Section 23 requires that an order suspending an order of the Commission fixing rates "shall contain a specific finding based upon evidence submitted to the court and identified by reference thereto, that great and irreparable damage would otherwise result to the petitioner and specifying the nature of the damage" (subd. 2). The stay in question was granted by the Appellate Division, because in the judgment of that court there were serious questions as to whether the Commission in fixing the temporary rates had exceeded the powers conferred upon it by section 114 of the Public Service Law, and because the rate provisions of that section, as read by that court, "were not designed and are not adequate to meet the situation herein presented where the loss, if the [temporary rate] order is void, may well reach astronomical figures." (275 App. Div. 731, 732.) *Page 176
The answer to these misgivings is to be found, we think, in the construction which this court put upon section 114 in Matter ofBronx Gas Elec. Co. v. Maltbie (271 N.Y. 364, 375). Section 114, we there said, "forces the Public Service Commission to consider the returns from the temporary rate and to establish the permanent rate, or the final rate, accordingly; that is, if the temporary rate has proved to be too low the final rate must make it up to the company. Over what time it is necessary to provide a rate sufficient to make up the loss, or to include the take-up, is a matter of adjustment, machinery and method. These matters are all in the hands of the Public Service Commission, which may increase or modify a rate to meet the circumstances at any time."

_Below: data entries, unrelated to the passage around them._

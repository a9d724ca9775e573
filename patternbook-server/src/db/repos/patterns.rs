//! Pattern repository
//!
//! The pattern row is the root of the catalog: deleting it cascades to
//! materials, images, stitch rows and sequence elements through the
//! foreign keys declared in the schema.

use chrono::{Local, NaiveDate};
use serde::Serialize;
use sqlx::{FromRow, SqlitePool};

use patternbook_core::models::{NewPattern, PatternUpdate};

use super::{pattern_exists, DbError};

/// Pattern record from the database
#[derive(Debug, Clone, FromRow, Serialize)]
pub struct PatternRecord {
    pub amigurumi_id: i64,
    pub date: Option<NaiveDate>,
    pub name: String,
    pub size: f64,
    pub autor: String,
    pub link: Option<String>,
    pub amigurumi_id_of_linked_amigurumi: Option<i64>,
    pub note: Option<String>,
}

/// Pattern repository
pub struct PatternRepo<'a> {
    pool: &'a SqlitePool,
}

impl<'a> PatternRepo<'a> {
    pub fn new(pool: &'a SqlitePool) -> Self {
        Self { pool }
    }

    /// List all patterns in insertion order.
    pub async fn list(&self) -> Result<Vec<PatternRecord>, DbError> {
        let rows = sqlx::query_as(
            r#"
            SELECT amigurumi_id, date, name, size, autor, link,
                   amigurumi_id_of_linked_amigurumi, note
            FROM foundation_list
            ORDER BY amigurumi_id ASC
            "#,
        )
        .fetch_all(self.pool)
        .await?;

        Ok(rows)
    }

    /// Create a pattern. When no date is supplied the current date is
    /// recorded, matching the column default of the original schema.
    pub async fn create(&self, new: NewPattern) -> Result<PatternRecord, DbError> {
        if let Some(linked) = new.amigurumi_id_of_linked_amigurumi {
            if !pattern_exists(self.pool, linked).await? {
                return Err(DbError::NotFound {
                    resource: "amigurumi",
                    id: linked,
                });
            }
        }

        let date = new.date.unwrap_or_else(|| Local::now().date_naive());

        let record = sqlx::query_as(
            r#"
            INSERT INTO foundation_list
                (date, name, size, autor, link, amigurumi_id_of_linked_amigurumi, note)
            VALUES (?, ?, ?, ?, ?, ?, ?)
            RETURNING amigurumi_id, date, name, size, autor, link,
                      amigurumi_id_of_linked_amigurumi, note
            "#,
        )
        .bind(date)
        .bind(&new.name)
        .bind(new.size)
        .bind(&new.autor)
        .bind(&new.link)
        .bind(new.amigurumi_id_of_linked_amigurumi)
        .bind(&new.note)
        .fetch_one(self.pool)
        .await?;

        Ok(record)
    }

    /// Get a single pattern by id.
    pub async fn get(&self, amigurumi_id: i64) -> Result<PatternRecord, DbError> {
        let record = sqlx::query_as(
            r#"
            SELECT amigurumi_id, date, name, size, autor, link,
                   amigurumi_id_of_linked_amigurumi, note
            FROM foundation_list
            WHERE amigurumi_id = ?
            "#,
        )
        .bind(amigurumi_id)
        .fetch_optional(self.pool)
        .await?
        .ok_or(DbError::NotFound {
            resource: "amigurumi",
            id: amigurumi_id,
        })?;

        Ok(record)
    }

    /// Apply a partial update: only fields present in the payload change.
    pub async fn update(
        &self,
        amigurumi_id: i64,
        update: PatternUpdate,
    ) -> Result<PatternRecord, DbError> {
        let mut tx = self.pool.begin().await?;

        let mut current: PatternRecord = sqlx::query_as(
            r#"
            SELECT amigurumi_id, date, name, size, autor, link,
                   amigurumi_id_of_linked_amigurumi, note
            FROM foundation_list
            WHERE amigurumi_id = ?
            "#,
        )
        .bind(amigurumi_id)
        .fetch_optional(&mut *tx)
        .await?
        .ok_or(DbError::NotFound {
            resource: "amigurumi",
            id: amigurumi_id,
        })?;

        if let Some(name) = update.name {
            current.name = name;
        }
        if let Some(size) = update.size {
            current.size = size;
        }
        if let Some(autor) = update.autor {
            current.autor = autor;
        }
        if let Some(date) = update.date {
            current.date = Some(date);
        }
        if let Some(link) = update.link {
            current.link = Some(link);
        }
        if let Some(linked) = update.amigurumi_id_of_linked_amigurumi {
            if !pattern_exists(&mut *tx, linked).await? {
                return Err(DbError::NotFound {
                    resource: "amigurumi",
                    id: linked,
                });
            }
            current.amigurumi_id_of_linked_amigurumi = Some(linked);
        }
        if let Some(note) = update.note {
            current.note = Some(note);
        }

        sqlx::query(
            r#"
            UPDATE foundation_list
            SET date = ?, name = ?, size = ?, autor = ?, link = ?,
                amigurumi_id_of_linked_amigurumi = ?, note = ?
            WHERE amigurumi_id = ?
            "#,
        )
        .bind(current.date)
        .bind(&current.name)
        .bind(current.size)
        .bind(&current.autor)
        .bind(&current.link)
        .bind(current.amigurumi_id_of_linked_amigurumi)
        .bind(&current.note)
        .bind(amigurumi_id)
        .execute(&mut *tx)
        .await?;

        tx.commit().await?;
        Ok(current)
    }

    /// Delete a pattern. Dependents go with it via FK cascade; patterns
    /// linking here as their principal get the link nulled.
    pub async fn delete(&self, amigurumi_id: i64) -> Result<PatternRecord, DbError> {
        let record = self.get(amigurumi_id).await?;

        sqlx::query("DELETE FROM foundation_list WHERE amigurumi_id = ?")
            .bind(amigurumi_id)
            .execute(self.pool)
            .await?;

        Ok(record)
    }
}

#[cfg(test)]
mod tests {
    use super::*;
    use crate::db::{migrations, pool::memory_pool};

    fn bear() -> NewPattern {
        NewPattern {
            name: "Bear".into(),
            size: 20.0,
            autor: "Ana".into(),
            date: None,
            link: None,
            amigurumi_id_of_linked_amigurumi: None,
            note: None,
        }
    }

    async fn setup() -> SqlitePool {
        let pool = memory_pool().await.expect("pool");
        migrations::run(&pool).await.expect("migrations");
        pool
    }

    #[tokio::test]
    async fn create_assigns_id_and_date() {
        let pool = setup().await;
        let repo = PatternRepo::new(&pool);

        let record = repo.create(bear()).await.expect("create");
        assert_eq!(record.amigurumi_id, 1);
        assert!(record.date.is_some());

        let listed = repo.list().await.expect("list");
        assert_eq!(listed.len(), 1);
        assert_eq!(listed[0].amigurumi_id, record.amigurumi_id);
    }

    #[tokio::test]
    async fn ids_are_monotonic() {
        let pool = setup().await;
        let repo = PatternRepo::new(&pool);

        let first = repo.create(bear()).await.expect("create");
        let second = repo.create(bear()).await.expect("create");
        assert!(second.amigurumi_id > first.amigurumi_id);
    }

    #[tokio::test]
    async fn partial_update_keeps_other_fields() {
        let pool = setup().await;
        let repo = PatternRepo::new(&pool);
        let record = repo.create(bear()).await.expect("create");

        let updated = repo
            .update(
                record.amigurumi_id,
                PatternUpdate {
                    size: Some(25.0),
                    ..Default::default()
                },
            )
            .await
            .expect("update");

        assert_eq!(updated.size, 25.0);
        assert_eq!(updated.name, "Bear");
        assert_eq!(updated.autor, "Ana");
        assert_eq!(updated.date, record.date);
    }

    #[tokio::test]
    async fn update_unknown_id_is_not_found() {
        let pool = setup().await;
        let repo = PatternRepo::new(&pool);

        let err = repo.update(99, PatternUpdate::default()).await.unwrap_err();
        assert!(matches!(err, DbError::NotFound { id: 99, .. }));
    }

    #[tokio::test]
    async fn linked_pattern_must_exist() {
        let pool = setup().await;
        let repo = PatternRepo::new(&pool);

        let mut variant = bear();
        variant.amigurumi_id_of_linked_amigurumi = Some(42);
        let err = repo.create(variant).await.unwrap_err();
        assert!(matches!(err, DbError::NotFound { id: 42, .. }));
    }

    #[tokio::test]
    async fn deleting_principal_detaches_variants() {
        let pool = setup().await;
        let repo = PatternRepo::new(&pool);

        let principal = repo.create(bear()).await.expect("create");
        let mut variant = bear();
        variant.name = "Bear (small)".into();
        variant.amigurumi_id_of_linked_amigurumi = Some(principal.amigurumi_id);
        let variant = repo.create(variant).await.expect("create variant");

        repo.delete(principal.amigurumi_id).await.expect("delete");

        let survivor = repo.get(variant.amigurumi_id).await.expect("variant kept");
        assert_eq!(survivor.amigurumi_id_of_linked_amigurumi, None);
    }
}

The recoupment proviso of section 114 is applicable to the temporary rates here in question. Hence, "great and irreparable damage" cannot result to the company from the temporary rate order, notwithstanding the Commission made its own estimate of the depreciation of the used and useful physical property of the company instead of accepting the figures shown on the company's records. Hence, too, the magnitude of the sums that the company may be entitled to recapture does not demonstrate either the existence of "great and irreparable damage" or the inadequacy of the recoupment proviso of section 114 (see Staten Is. EdisonCorp. v. Maltbie, 292 N.Y. 611).
The order should be reversed, with costs and the motion for a stay denied. The questions certified are answered in the negative.
LEWIS, CONWAY, DESMOND, DYE, FULD and BROMLEY, JJ., concur.